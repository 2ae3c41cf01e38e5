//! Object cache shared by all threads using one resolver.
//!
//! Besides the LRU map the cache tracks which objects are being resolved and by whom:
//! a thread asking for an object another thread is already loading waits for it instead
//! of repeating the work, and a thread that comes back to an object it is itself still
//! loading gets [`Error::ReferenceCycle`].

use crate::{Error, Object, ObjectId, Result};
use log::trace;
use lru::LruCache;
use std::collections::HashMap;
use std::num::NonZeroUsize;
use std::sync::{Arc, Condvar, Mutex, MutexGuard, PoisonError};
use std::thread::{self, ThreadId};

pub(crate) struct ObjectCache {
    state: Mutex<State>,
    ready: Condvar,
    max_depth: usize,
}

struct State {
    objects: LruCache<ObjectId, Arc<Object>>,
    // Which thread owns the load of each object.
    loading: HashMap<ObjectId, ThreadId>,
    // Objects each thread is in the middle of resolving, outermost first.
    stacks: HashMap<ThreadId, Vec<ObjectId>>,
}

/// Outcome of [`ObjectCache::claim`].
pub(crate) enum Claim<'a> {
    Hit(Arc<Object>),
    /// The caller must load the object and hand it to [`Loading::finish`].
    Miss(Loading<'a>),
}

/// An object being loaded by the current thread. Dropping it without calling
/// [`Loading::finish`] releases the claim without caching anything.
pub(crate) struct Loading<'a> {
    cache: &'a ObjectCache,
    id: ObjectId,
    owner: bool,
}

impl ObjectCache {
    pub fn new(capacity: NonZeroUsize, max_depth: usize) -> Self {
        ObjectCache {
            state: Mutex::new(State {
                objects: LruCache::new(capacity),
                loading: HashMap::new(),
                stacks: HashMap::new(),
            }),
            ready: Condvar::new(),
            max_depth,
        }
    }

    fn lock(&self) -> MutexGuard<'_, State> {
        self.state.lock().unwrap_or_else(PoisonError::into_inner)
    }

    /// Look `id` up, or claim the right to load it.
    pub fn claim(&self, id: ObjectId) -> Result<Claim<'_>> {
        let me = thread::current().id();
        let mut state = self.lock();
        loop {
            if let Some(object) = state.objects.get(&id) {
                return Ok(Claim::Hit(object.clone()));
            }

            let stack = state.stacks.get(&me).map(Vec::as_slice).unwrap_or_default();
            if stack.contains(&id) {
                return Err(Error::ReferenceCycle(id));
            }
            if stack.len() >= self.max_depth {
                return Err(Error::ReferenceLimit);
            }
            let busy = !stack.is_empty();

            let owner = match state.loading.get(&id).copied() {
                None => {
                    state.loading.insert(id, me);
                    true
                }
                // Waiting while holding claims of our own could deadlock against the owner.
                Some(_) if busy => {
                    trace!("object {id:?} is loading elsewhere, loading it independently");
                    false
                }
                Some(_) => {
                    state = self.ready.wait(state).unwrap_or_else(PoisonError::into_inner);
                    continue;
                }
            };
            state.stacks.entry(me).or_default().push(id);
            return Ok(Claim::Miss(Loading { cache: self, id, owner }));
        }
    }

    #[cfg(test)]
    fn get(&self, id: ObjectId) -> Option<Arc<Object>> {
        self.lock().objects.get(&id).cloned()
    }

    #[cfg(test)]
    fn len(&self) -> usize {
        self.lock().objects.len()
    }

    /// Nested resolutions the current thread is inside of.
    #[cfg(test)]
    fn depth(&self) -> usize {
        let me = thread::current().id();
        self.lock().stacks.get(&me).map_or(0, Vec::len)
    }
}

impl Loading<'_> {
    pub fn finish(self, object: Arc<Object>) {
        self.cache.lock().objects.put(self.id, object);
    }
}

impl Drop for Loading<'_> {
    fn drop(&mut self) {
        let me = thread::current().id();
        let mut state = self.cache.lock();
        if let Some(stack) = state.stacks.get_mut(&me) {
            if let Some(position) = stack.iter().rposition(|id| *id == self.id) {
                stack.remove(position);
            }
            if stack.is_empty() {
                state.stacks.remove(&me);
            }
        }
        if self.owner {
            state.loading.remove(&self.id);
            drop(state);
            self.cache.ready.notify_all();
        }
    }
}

****

## Exercise objective:
Count every line of the records that holds the string "finish". Write only the total.

## Result for this exercise:
3